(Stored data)
····················

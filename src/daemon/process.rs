// PID and lock file management for the daemon process

use crate::error::{KnowError, Result};
use nix::sys::signal::{kill, Signal};
use nix::unistd::Pid;
use std::fs::OpenOptions;
use std::path::{Path, PathBuf};

fn io_error(context: String) -> impl FnOnce(std::io::Error) -> KnowError {
    move |source| KnowError::Io { source, context }
}

fn ensure_parent(path: &Path) -> Result<()> {
    if let Some(parent) = path.parent() {
        std::fs::create_dir_all(parent)
            .map_err(io_error(format!("Failed to create directory: {:?}", parent)))?;
    }
    Ok(())
}

fn remove_if_exists(path: &Path, what: &str) -> Result<()> {
    match std::fs::remove_file(path) {
        Ok(()) => Ok(()),
        Err(e) if e.kind() == std::io::ErrorKind::NotFound => Ok(()),
        Err(e) => Err(io_error(format!("Failed to remove {}: {:?}", what, path))(e)),
    }
}

/// Owns the daemon's PID file and its companion `.lock` file
#[derive(Debug, Clone)]
pub struct ProcessManager {
    pid_file: PathBuf,
    lock_file: PathBuf,
}

impl ProcessManager {
    pub fn new(pid_file: PathBuf) -> Self {
        let lock_file = pid_file.with_extension("lock");
        Self {
            pid_file,
            lock_file,
        }
    }

    /// Whether the process named in the PID file is alive
    pub fn is_running(&self) -> bool {
        self.read_pid()
            .map(|pid| kill(Pid::from_raw(pid), None).is_ok())
            .unwrap_or(false)
    }

    /// Claim the lock and record this process id
    ///
    /// Files left behind by a daemon that died without cleaning up are replaced.
    pub fn acquire(&self) -> Result<()> {
        if self.is_running() {
            return Err(KnowError::Daemon("Daemon is already running".to_string()));
        }

        if self.lock_file.exists() {
            tracing::warn!("Removing stale lock file {:?}", self.lock_file);
            remove_if_exists(&self.lock_file, "stale lock file")?;
        }

        ensure_parent(&self.lock_file)?;
        OpenOptions::new()
            .write(true)
            .create_new(true)
            .open(&self.lock_file)
            .map_err(|_| {
                KnowError::Daemon(
                    "Failed to acquire lock - daemon may already be running".to_string(),
                )
            })?;

        ensure_parent(&self.pid_file)?;
        std::fs::write(&self.pid_file, std::process::id().to_string())
            .map_err(io_error(format!("Failed to write PID file: {:?}", self.pid_file)))?;

        Ok(())
    }

    /// Remove the PID and lock files
    pub fn release(&self) -> Result<()> {
        remove_if_exists(&self.pid_file, "PID file")?;
        remove_if_exists(&self.lock_file, "lock file")
    }

    pub fn read_pid(&self) -> Result<i32> {
        let contents = std::fs::read_to_string(&self.pid_file).map_err(|e| {
            if e.kind() == std::io::ErrorKind::NotFound {
                KnowError::DaemonNotRunning
            } else {
                io_error(format!("Failed to read PID file: {:?}", self.pid_file))(e)
            }
        })?;

        contents
            .trim()
            .parse()
            .map_err(|_| KnowError::Daemon(format!("Invalid PID in {:?}", self.pid_file)))
    }

    /// Send a signal to the running daemon
    pub fn signal(&self, sig: Signal) -> Result<()> {
        let pid = self.read_pid()?;
        kill(Pid::from_raw(pid), sig)
            .map_err(|e| KnowError::Daemon(format!("Failed to signal process {}: {}", pid, e)))
    }

    pub fn pid_file(&self) -> &Path {
        &self.pid_file
    }

    pub fn lock_file(&self) -> &Path {
        &self.lock_file
    }
}
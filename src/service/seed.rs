//! Bulk seeding from a public question/passage dataset
//!
//! Pulls rows from the Hugging Face datasets server (`google/boolq`) and stores
//! each one as an article queued for enrichment, which makes it easy to load the
//! daemon with realistic work.

use super::ArticleService;
use crate::enrichment::ProviderError;
use crate::error::Result;
use crate::storage::NewArticle;
use serde::Deserialize;
use std::time::Duration;

pub const DEFAULT_DATASET_URL: &str = "https://datasets-server.huggingface.co";

const USER_AGENT: &str = concat!("know/", env!("CARGO_PKG_VERSION"));
const DATASET: &str = "google/boolq";
const BATCH_SIZE: usize = 100;
const DEFAULT_COUNT: usize = 100;
const MAX_COUNT: usize = 5000;

pub const SEED_CATEGORY: &str = "StressTest";
pub const SEED_AUTHOR: &str = "system_stress_test";

#[derive(Deserialize)]
struct RowsResponse {
    #[serde(default)]
    rows: Vec<RowEntry>,
}

#[derive(Deserialize)]
struct RowEntry {
    row: BoolqRow,
}

#[derive(Deserialize)]
struct BoolqRow {
    question: Option<String>,
    passage: Option<String>,
}

impl BoolqRow {
    fn into_article(self) -> NewArticle {
        NewArticle {
            title: self
                .question
                .filter(|q| !q.trim().is_empty())
                .unwrap_or_else(|| "Untitled".to_string()),
            content: self
                .passage
                .filter(|p| !p.trim().is_empty())
                .unwrap_or_else(|| "No content".to_string()),
            category: SEED_CATEGORY.to_string(),
            author: SEED_AUTHOR.to_string(),
            tags: Vec::new(),
        }
    }
}

/// Loads dataset rows as articles
pub struct DatasetSeeder {
    http_client: reqwest::Client,
    base_url: String,
}

impl DatasetSeeder {
    pub fn new(timeout: Duration) -> std::result::Result<Self, ProviderError> {
        Self::with_base_url(DEFAULT_DATASET_URL, timeout)
    }

    pub fn with_base_url(
        base_url: &str,
        timeout: Duration,
    ) -> std::result::Result<Self, ProviderError> {
        let http_client = reqwest::Client::builder()
            .user_agent(USER_AGENT)
            .timeout(timeout)
            .build()?;

        Ok(Self {
            http_client,
            base_url: base_url.trim_end_matches('/').to_string(),
        })
    }

    /// Number of articles a request for `requested` will produce at most
    pub fn clamp_count(requested: i64) -> usize {
        if requested <= 0 {
            DEFAULT_COUNT
        } else {
            (requested as usize).min(MAX_COUNT)
        }
    }

    async fn fetch_batch(
        &self,
        offset: usize,
        length: usize,
    ) -> std::result::Result<Vec<NewArticle>, ProviderError> {
        let url = format!("{}/rows", self.base_url);
        let offset = offset.to_string();
        let length = length.to_string();
        let response = self
            .http_client
            .get(&url)
            .query(&[
                ("dataset", DATASET),
                ("config", "default"),
                ("split", "train"),
                ("offset", offset.as_str()),
                ("length", length.as_str()),
            ])
            .send()
            .await?;

        let status = response.status();
        if !status.is_success() {
            let body = response.text().await.unwrap_or_default();
            return Err(ProviderError::Status {
                status: status.as_u16(),
                body,
            });
        }

        let rows: RowsResponse = response.json().await?;
        Ok(rows
            .rows
            .into_iter()
            .map(|entry| entry.row.into_article())
            .collect())
    }

    /// Fetch up to `requested` rows in batches, store them and queue each one
    ///
    /// Stops early when the dataset runs out. Returns the number of articles created.
    pub async fn seed(&self, service: &ArticleService, requested: i64) -> Result<usize> {
        let target = Self::clamp_count(requested);
        tracing::info!("Seeding {} articles from {}", target, DATASET);

        let mut created = 0;
        while created < target {
            let length = BATCH_SIZE.min(target - created);
            let batch = self.fetch_batch(created, length).await?;
            if batch.is_empty() {
                tracing::info!("Dataset exhausted after {} rows", created);
                break;
            }

            created += service.create_many(&batch)?.len();
        }

        tracing::info!("Seeded {} articles", created);
        Ok(created)
    }
}
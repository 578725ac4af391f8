use know::cli::{Cli, Commands, ConfigAction};
use know::config::{expand_tilde, Config};
use know::daemon::{Daemon, DaemonStatus, IpcClient, IpcMessage, IpcResponse, ProcessManager, StatusReport};
use know::error::{KnowError, Result};
use know::service::SearchHit;
use know::storage::{Article, ArticleEdit, NewArticle};
use know::tags::TagCount;
use std::io::Read;
use std::path::PathBuf;

fn main() -> Result<()> {
    let cli = Cli::parse_args();

    init_logging(cli.verbose);

    match cli.command {
        Commands::Start => cmd_start(cli.config)?,
        Commands::Run => cmd_run(cli.config)?,
        Commands::Stop => cmd_stop(cli.config)?,
        Commands::Status => cmd_status(cli.config)?,
        Commands::Add {
            title,
            content,
            file,
            category,
            author,
            tags,
        } => {
            let article = NewArticle {
                title,
                content: read_body(content, file)?,
                category,
                author,
                tags,
            };
            cmd_add(cli.config, article)?;
        }
        Commands::Edit {
            id,
            title,
            content,
            file,
            category,
            tags,
        } => {
            let edit = ArticleEdit {
                title,
                content: read_body(content, file)?,
                category,
                tags: (!tags.is_empty()).then_some(tags),
            };
            cmd_edit(cli.config, id, edit)?;
        }
        Commands::Delete { id } => {
            let response = request(cli.config, IpcMessage::Delete { id })?;
            print_message(response)?;
        }
        Commands::Show { id, json } => cmd_show(cli.config, id, json)?,
        Commands::Search { query, limit, json } => cmd_search(cli.config, query, limit, json)?,
        Commands::Tags { limit } => cmd_tags(cli.config, limit)?,
        Commands::Sweep { id } => cmd_sweep(cli.config, id)?,
        Commands::Seed { count } => cmd_seed(cli.config, count)?,
        Commands::Clear { yes } => cmd_clear(cli.config, yes)?,
        Commands::Config { action } => cmd_config(cli.config, action)?,
    }

    Ok(())
}

fn init_logging(verbose: bool) {
    use tracing_subscriber::{fmt, EnvFilter};

    let default = if verbose { "know=debug" } else { "know=info" };
    let filter = EnvFilter::try_from_default_env().unwrap_or_else(|_| EnvFilter::new(default));

    fmt().with_env_filter(filter).with_target(false).init();
}

fn runtime() -> Result<tokio::runtime::Runtime> {
    tokio::runtime::Runtime::new().map_err(|e| KnowError::Io {
        source: e,
        context: "Failed to create tokio runtime".to_string(),
    })
}

/// Send one request to the running daemon
fn request(config_path: Option<PathBuf>, message: IpcMessage) -> Result<IpcResponse> {
    let config = load_config(config_path)?;
    let client = IpcClient::new(expand_tilde(&config.daemon.socket_path));
    runtime()?.block_on(client.send(&message))
}

fn print_message(response: IpcResponse) -> Result<()> {
    let success = response.success;
    let message = response.message.unwrap_or_default();
    if success {
        println!("✓ {}", message);
        Ok(())
    } else {
        Err(KnowError::Daemon(message))
    }
}

fn read_body(content: Option<String>, file: Option<PathBuf>) -> Result<String> {
    if let Some(content) = content {
        return Ok(content);
    }
    if let Some(file) = file {
        return std::fs::read_to_string(&file).map_err(|e| KnowError::Io {
            source: e,
            context: format!("Failed to read {:?}", file),
        });
    }

    let mut body = String::new();
    std::io::stdin()
        .read_to_string(&mut body)
        .map_err(|e| KnowError::Io {
            source: e,
            context: "Failed to read article body from stdin".to_string(),
        })?;
    Ok(body)
}

fn cmd_start(config_path: Option<PathBuf>) -> Result<()> {
    let config = load_config(config_path)?;

    println!("✓ Starting know daemon...");
    println!("  Socket: {}", expand_tilde(&config.daemon.socket_path).display());
    println!("  Log: {}", expand_tilde(&config.daemon.log_file).display());

    // Forks: the parent exits inside, the child runs the daemon
    Daemon::start_background(config)
}

fn cmd_run(config_path: Option<PathBuf>) -> Result<()> {
    let config = load_config(config_path)?;
    runtime()?.block_on(async {
        let mut daemon = Daemon::new(config)?;
        daemon.run_foreground().await
    })
}

fn cmd_stop(config_path: Option<PathBuf>) -> Result<()> {
    use std::thread::sleep;
    use std::time::Duration;

    let config = load_config(config_path)?;
    let pm = ProcessManager::new(expand_tilde(&config.daemon.pid_file));

    match Daemon::stop(&config) {
        Ok(()) => println!("Sending SIGTERM to daemon..."),
        Err(KnowError::DaemonNotRunning) => {
            println!("Daemon is not running");
            return Ok(());
        }
        Err(e) => return Err(e),
    }

    for _ in 0..20 {
        sleep(Duration::from_millis(500));
        if !pm.is_running() {
            println!("✓ Daemon stopped gracefully");
            return Ok(());
        }
    }

    println!("Daemon not responding, sending SIGKILL...");
    pm.signal(nix::sys::signal::Signal::SIGKILL)?;
    sleep(Duration::from_millis(500));
    if pm.is_running() {
        println!("⚠ Warning: Daemon may still be running");
    } else {
        pm.release()?;
        println!("✓ Daemon force killed");
    }

    Ok(())
}

fn cmd_status(config_path: Option<PathBuf>) -> Result<()> {
    let config = load_config(config_path.clone())?;

    println!("Know Status");
    println!("===========");

    match Daemon::status(&config) {
        DaemonStatus::Running { pid } => match pid {
            Some(pid) => println!("\nDaemon: Running (PID: {})", pid),
            None => println!("\nDaemon: Running"),
        },
        DaemonStatus::Stopped => {
            println!("\nDaemon: Stopped");
            return Ok(());
        }
    }

    let report: StatusReport = request(config_path, IpcMessage::Status)?.into_data()?;
    println!("Provider: {}", report.provider);
    println!(
        "\nArticles: {} total, {} untagged, {} without summary, {} embedded",
        report.articles.article_count,
        report.articles.untagged_count,
        report.articles.unsummarized_count,
        report.articles.embedded_count
    );
    println!(
        "Queue: {} waiting, {}/{} workers busy",
        report.queued, report.active_jobs, report.workers
    );
    println!(
        "Jobs: {} processed, {} failed, {} skipped",
        report.jobs.processed, report.jobs.failed, report.jobs.skipped
    );
    if report.vector_index_enabled {
        println!("Vector index: enabled ({} dimensions)", report.vector_dim);
    } else {
        println!("Vector index: disabled");
    }
    println!("Tags: {} distinct", report.distinct_tags);

    Ok(())
}

fn cmd_add(config_path: Option<PathBuf>, article: NewArticle) -> Result<()> {
    let created: Article = request(config_path, IpcMessage::Create { article })?.into_data()?;
    println!("✓ Added article {} ({})", created.id, created.title);
    println!("  Tags, summary and embedding will be generated in the background");
    Ok(())
}

fn cmd_edit(config_path: Option<PathBuf>, id: i64, edit: ArticleEdit) -> Result<()> {
    let updated: Article = request(config_path, IpcMessage::Update { id, edit })?.into_data()?;
    println!("✓ Updated article {} ({})", updated.id, updated.title);
    Ok(())
}

fn cmd_show(config_path: Option<PathBuf>, id: i64, json: bool) -> Result<()> {
    let article: Article = request(config_path, IpcMessage::Get { id })?.into_data()?;

    if json {
        println!("{}", to_json(&article)?);
        return Ok(());
    }

    println!("#{} {}", article.id, article.title);
    println!("Created: {}", article.created_at.format("%Y-%m-%d %H:%M:%S"));
    if !article.category.is_empty() {
        println!("Category: {}", article.category);
    }
    match &article.tags {
        Some(tags) if !tags.is_empty() => println!("Tags: {}", tags.join(", ")),
        _ => println!("Tags: (pending)"),
    }
    println!(
        "Summary: {}",
        article.summary.as_deref().unwrap_or("(pending)")
    );
    println!("Embedded: {}", if article.embedded { "yes" } else { "no" });
    println!("\n{}", article.content);

    Ok(())
}

fn cmd_search(config_path: Option<PathBuf>, query: String, limit: usize, json: bool) -> Result<()> {
    let hits: Vec<SearchHit> =
        request(config_path, IpcMessage::Search { query, limit })?.into_data()?;

    if json {
        println!("{}", to_json(&hits)?);
        return Ok(());
    }

    if hits.is_empty() {
        println!("No matching articles");
        return Ok(());
    }

    for hit in hits {
        println!(
            "{:>6}  {:.3}  {}",
            hit.article.id, hit.distance, hit.article.title
        );
        if let Some(summary) = &hit.article.summary {
            println!("        {}", summary);
        }
    }
    Ok(())
}

fn cmd_tags(config_path: Option<PathBuf>, limit: Option<usize>) -> Result<()> {
    let tags: Vec<TagCount> = request(config_path, IpcMessage::Tags)?.into_data()?;

    if tags.is_empty() {
        println!("No tags yet");
        return Ok(());
    }

    for tag in tags.iter().take(limit.unwrap_or(usize::MAX)) {
        println!("{:>6}  {}", tag.count, tag.tag);
    }
    Ok(())
}

fn cmd_sweep(config_path: Option<PathBuf>, id: Option<i64>) -> Result<()> {
    match id {
        Some(id) => print_message(request(config_path, IpcMessage::Reprocess { id })?),
        None => {
            let queued: usize = request(config_path, IpcMessage::Sweep)?.into_data()?;
            println!("✓ Queued {} articles for enrichment", queued);
            Ok(())
        }
    }
}

fn cmd_seed(config_path: Option<PathBuf>, count: i64) -> Result<()> {
    println!("Fetching articles, this can take a while...");
    let created: usize = request(config_path, IpcMessage::Seed { count })?.into_data()?;
    println!("✓ Seeded {} articles; enrichment runs in the background", created);
    Ok(())
}

fn cmd_clear(config_path: Option<PathBuf>, yes: bool) -> Result<()> {
    if !yes {
        println!("This deletes every article. Type 'yes' to continue:");
        let mut answer = String::new();
        std::io::stdin()
            .read_line(&mut answer)
            .map_err(|e| KnowError::Io {
                source: e,
                context: "Failed to read confirmation".to_string(),
            })?;
        if answer.trim() != "yes" {
            println!("Aborted");
            return Ok(());
        }
    }

    let removed: usize = request(config_path, IpcMessage::Clear)?.into_data()?;
    println!("✓ Removed {} articles", removed);
    Ok(())
}

fn cmd_config(config_path: Option<PathBuf>, action: ConfigAction) -> Result<()> {
    match action {
        ConfigAction::Show => {
            let config = load_config(config_path)?;
            let content = toml::to_string_pretty(&config)?;
            println!("{}", content);
        }
        ConfigAction::Validate { file } => {
            let path = match file.or(config_path) {
                Some(path) => path,
                None => Config::default_path()?,
            };
            let config = Config::load(&path)?;
            println!("✓ Configuration is valid");
            println!("  Schema version: {}", config.meta.schema_version);
        }
        ConfigAction::Init { force } => {
            let path = match config_path {
                Some(path) => path,
                None => Config::default_path()?,
            };

            if path.exists() && !force {
                println!("Configuration file already exists at: {}", path.display());
                println!("Use --force to overwrite");
                return Ok(());
            }

            if let Some(parent) = path.parent() {
                std::fs::create_dir_all(parent).map_err(|e| KnowError::Io {
                    source: e,
                    context: format!("Failed to create config directory: {:?}", parent),
                })?;
            }

            Config::default().save(&path)?;
            println!("✓ Configuration initialized at: {}", path.display());
        }
    }

    Ok(())
}

fn load_config(config_path: Option<PathBuf>) -> Result<Config> {
    let path = match config_path {
        Some(path) => path,
        None => Config::default_path()?,
    };

    if !path.exists() {
        tracing::warn!("Config file not found, using defaults. Run 'know config init' to create one.");
        let mut config = Config::default();
        config.apply_env_overrides();
        return Ok(config);
    }

    Config::load(&path)
}

fn to_json<T: serde::Serialize>(value: &T) -> Result<String> {
    serde_json::to_string_pretty(value).map_err(|e| KnowError::Json {
        source: e,
        context: "Failed to serialize output".to_string(),
    })
}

····················

Exercise requirements
Nothing but the lines from the start of the data above through the line with "pub fn new(pid_file: PathBuf)" should appear in your answer, copied exactly.

Task output
filename src/daemon/process.rs
// PID and lock file management for the daemon process

use crate::error::{KnowError, Result};
use nix::sys::signal::{kill, Signal};
use nix::unistd::Pid;
use std::fs::OpenOptions;
use std::path::{Path, PathBuf};

fn io_error(context: String) -> impl FnOnce(std::io::Error) -> KnowError {
    move |source| KnowError::Io { source, context }
}

fn ensure_parent(path: &Path) -> Result<()> {
    if let Some(parent) = path.parent() {
        std::fs::create_dir_all(parent)
            .map_err(io_error(format!("Failed to create directory: {:?}", parent)))?;
    }
    Ok(())
}

fn remove_if_exists(path: &Path, what: &str) -> Result<()> {
    match std::fs::remove_file(path) {
        Ok(()) => Ok(()),
        Err(e) if e.kind() == std::io::ErrorKind::NotFound => Ok(()),
        Err(e) => Err(io_error(format!("Failed to remove {}: {:?}", what, path))(e)),
    }
}

/// Owns the daemon's PID file and its companion `.lock` file
#[derive(Debug, Clone)]
pub struct ProcessManager {
    pid_file: PathBuf,
    lock_file: PathBuf,
}

impl ProcessManager {
    pub fn new(pid_file: PathBuf) -> Self {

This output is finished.